Supplied data START

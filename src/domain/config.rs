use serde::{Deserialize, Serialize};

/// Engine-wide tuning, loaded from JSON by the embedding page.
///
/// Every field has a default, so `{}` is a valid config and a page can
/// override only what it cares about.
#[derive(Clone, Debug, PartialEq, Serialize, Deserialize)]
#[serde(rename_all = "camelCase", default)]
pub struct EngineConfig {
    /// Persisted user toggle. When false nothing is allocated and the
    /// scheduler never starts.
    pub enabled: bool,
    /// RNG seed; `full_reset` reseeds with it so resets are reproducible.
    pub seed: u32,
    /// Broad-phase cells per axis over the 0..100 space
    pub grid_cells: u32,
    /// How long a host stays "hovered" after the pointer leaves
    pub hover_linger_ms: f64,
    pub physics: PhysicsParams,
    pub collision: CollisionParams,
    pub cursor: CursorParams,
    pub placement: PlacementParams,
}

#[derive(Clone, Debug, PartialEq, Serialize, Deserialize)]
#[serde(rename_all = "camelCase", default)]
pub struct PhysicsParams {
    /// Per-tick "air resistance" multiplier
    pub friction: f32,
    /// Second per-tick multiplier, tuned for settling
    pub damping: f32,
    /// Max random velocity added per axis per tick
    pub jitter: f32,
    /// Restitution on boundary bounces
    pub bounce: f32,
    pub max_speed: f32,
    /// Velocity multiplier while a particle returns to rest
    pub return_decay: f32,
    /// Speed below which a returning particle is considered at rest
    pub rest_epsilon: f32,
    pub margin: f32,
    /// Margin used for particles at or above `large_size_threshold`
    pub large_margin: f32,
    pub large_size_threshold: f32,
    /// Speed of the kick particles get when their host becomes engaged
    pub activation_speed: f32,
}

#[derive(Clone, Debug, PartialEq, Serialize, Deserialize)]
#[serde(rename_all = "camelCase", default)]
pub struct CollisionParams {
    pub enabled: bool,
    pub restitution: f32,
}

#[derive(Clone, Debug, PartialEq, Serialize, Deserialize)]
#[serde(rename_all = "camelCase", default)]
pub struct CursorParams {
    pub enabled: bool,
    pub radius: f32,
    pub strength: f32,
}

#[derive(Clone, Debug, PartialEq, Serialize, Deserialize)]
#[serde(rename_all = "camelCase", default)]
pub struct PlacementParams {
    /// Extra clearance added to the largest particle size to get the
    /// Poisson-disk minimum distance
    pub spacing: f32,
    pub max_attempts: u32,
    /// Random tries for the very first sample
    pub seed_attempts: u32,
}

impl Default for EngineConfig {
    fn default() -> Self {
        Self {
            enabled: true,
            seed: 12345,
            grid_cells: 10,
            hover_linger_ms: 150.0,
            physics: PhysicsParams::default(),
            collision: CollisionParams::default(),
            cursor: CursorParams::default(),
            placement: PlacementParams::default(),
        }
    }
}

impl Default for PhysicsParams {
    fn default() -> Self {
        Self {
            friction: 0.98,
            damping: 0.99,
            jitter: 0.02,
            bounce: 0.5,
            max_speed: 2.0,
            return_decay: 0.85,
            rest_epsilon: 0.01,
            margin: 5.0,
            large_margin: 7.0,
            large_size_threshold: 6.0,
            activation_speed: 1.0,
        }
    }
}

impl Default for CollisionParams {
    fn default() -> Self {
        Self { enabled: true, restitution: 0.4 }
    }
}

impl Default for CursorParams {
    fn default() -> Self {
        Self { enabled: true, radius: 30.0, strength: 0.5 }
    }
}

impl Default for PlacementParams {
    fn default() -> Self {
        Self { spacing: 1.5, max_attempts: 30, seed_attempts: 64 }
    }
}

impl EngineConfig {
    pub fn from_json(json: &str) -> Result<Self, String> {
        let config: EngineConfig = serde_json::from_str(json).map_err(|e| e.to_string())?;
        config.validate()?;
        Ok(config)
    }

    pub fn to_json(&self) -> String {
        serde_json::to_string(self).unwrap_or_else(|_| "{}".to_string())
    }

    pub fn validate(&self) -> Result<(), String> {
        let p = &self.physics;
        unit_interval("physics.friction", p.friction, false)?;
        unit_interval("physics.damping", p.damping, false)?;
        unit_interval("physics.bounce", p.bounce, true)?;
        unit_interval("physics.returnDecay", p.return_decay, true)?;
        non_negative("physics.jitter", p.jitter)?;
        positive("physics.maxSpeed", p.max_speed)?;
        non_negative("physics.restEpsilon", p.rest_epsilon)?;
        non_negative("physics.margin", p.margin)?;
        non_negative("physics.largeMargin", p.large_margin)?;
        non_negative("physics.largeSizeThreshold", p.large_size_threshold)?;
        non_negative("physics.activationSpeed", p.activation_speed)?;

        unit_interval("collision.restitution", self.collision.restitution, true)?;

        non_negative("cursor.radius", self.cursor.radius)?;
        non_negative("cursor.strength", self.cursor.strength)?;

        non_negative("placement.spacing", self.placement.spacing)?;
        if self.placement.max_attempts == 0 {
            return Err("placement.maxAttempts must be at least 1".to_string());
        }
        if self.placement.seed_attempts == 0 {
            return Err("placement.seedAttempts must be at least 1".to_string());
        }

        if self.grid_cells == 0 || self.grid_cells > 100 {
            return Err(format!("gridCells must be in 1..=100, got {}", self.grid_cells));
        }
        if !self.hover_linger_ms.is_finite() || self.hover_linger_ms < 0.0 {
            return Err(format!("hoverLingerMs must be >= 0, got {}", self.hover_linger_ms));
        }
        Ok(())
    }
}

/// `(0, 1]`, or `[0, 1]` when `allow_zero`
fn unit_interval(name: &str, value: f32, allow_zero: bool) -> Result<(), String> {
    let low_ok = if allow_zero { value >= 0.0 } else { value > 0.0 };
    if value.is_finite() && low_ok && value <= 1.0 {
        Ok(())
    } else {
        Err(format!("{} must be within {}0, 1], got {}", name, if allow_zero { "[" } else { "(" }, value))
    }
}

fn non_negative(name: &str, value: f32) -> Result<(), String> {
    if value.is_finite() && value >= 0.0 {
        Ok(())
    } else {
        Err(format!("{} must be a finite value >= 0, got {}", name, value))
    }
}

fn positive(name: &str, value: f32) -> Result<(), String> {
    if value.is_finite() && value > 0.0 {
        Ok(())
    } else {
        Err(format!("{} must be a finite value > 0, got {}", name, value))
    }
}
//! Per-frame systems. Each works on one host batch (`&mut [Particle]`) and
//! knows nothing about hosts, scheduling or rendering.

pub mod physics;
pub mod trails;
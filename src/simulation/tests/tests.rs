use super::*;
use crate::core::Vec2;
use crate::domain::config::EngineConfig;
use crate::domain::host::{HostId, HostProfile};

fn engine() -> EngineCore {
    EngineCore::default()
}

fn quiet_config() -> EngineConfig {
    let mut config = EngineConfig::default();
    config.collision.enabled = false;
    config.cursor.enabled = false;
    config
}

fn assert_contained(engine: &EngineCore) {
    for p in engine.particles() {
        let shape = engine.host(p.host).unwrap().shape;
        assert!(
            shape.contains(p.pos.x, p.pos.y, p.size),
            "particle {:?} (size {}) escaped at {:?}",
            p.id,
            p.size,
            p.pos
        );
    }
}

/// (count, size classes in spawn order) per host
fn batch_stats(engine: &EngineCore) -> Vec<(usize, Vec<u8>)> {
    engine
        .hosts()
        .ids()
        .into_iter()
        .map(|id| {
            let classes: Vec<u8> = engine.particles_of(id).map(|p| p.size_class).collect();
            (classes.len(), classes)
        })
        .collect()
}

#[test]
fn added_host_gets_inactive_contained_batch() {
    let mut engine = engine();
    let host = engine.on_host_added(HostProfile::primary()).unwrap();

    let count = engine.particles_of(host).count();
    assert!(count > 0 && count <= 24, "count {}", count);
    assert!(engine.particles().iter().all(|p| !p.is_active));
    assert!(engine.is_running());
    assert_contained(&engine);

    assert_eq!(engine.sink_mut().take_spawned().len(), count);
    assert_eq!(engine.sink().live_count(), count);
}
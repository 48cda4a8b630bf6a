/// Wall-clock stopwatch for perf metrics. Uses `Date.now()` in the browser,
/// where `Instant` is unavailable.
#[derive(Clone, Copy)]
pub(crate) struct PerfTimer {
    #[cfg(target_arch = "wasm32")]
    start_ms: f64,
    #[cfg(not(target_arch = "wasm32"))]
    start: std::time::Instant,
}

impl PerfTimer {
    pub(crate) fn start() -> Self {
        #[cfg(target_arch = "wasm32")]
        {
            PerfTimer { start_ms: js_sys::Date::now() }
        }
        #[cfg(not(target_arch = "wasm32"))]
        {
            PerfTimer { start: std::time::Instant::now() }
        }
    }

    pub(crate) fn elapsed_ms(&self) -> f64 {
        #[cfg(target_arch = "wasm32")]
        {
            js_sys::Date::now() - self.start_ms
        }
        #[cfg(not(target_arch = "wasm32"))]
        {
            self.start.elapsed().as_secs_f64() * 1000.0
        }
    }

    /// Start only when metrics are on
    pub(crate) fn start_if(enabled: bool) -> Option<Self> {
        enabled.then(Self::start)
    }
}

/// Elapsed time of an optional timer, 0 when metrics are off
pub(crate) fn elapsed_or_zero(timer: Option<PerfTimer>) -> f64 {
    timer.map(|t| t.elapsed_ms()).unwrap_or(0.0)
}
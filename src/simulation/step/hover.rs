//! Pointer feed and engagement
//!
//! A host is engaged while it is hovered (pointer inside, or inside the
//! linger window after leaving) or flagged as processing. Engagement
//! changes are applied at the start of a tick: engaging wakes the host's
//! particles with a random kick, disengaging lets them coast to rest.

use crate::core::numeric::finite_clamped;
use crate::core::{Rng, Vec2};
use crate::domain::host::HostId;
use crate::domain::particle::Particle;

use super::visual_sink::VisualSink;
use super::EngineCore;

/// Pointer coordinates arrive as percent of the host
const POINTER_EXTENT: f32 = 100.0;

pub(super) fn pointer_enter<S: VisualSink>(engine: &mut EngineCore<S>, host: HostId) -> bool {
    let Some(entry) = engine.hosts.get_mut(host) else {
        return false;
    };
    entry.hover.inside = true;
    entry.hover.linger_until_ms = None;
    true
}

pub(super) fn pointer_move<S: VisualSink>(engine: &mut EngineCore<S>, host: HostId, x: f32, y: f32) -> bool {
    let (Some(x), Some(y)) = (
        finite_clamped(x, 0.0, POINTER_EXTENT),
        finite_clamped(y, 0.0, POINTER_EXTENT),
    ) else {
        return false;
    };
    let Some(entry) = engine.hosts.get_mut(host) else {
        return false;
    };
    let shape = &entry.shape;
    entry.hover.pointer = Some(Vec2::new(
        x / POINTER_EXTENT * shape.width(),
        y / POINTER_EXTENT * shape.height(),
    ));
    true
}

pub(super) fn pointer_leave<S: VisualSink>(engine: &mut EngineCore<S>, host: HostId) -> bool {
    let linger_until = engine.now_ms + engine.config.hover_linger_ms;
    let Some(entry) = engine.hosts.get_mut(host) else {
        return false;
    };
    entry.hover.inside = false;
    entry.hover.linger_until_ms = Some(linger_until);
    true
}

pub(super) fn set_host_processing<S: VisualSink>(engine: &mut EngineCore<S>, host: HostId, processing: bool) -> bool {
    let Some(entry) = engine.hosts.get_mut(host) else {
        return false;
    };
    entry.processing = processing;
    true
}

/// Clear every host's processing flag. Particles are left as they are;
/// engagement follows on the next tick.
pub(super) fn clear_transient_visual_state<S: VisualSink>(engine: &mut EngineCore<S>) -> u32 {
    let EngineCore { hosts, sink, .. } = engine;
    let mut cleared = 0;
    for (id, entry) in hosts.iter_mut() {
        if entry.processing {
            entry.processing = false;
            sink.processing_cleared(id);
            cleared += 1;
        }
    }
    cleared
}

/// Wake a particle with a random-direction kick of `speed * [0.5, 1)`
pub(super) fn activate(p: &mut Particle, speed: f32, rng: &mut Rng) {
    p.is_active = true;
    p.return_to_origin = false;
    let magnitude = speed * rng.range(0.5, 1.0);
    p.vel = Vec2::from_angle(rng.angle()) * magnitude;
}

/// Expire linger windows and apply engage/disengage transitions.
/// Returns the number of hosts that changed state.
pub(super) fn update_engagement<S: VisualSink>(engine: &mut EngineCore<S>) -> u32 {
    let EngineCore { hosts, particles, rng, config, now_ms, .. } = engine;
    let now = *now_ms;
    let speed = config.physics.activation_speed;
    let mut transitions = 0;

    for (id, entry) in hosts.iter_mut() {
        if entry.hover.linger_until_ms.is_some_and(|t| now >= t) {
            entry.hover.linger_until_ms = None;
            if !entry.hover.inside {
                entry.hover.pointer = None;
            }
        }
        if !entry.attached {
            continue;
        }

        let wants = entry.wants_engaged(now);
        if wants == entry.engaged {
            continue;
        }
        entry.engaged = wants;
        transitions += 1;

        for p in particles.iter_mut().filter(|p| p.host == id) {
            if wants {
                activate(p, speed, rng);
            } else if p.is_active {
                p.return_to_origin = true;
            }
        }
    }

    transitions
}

Supplied data END

Would you please copy every line from the listing above that contains the word "hovered"?

    /// How long a host stays "hovered" after the pointer leaves
//! A host is engaged while it is hovered (pointer inside, or inside the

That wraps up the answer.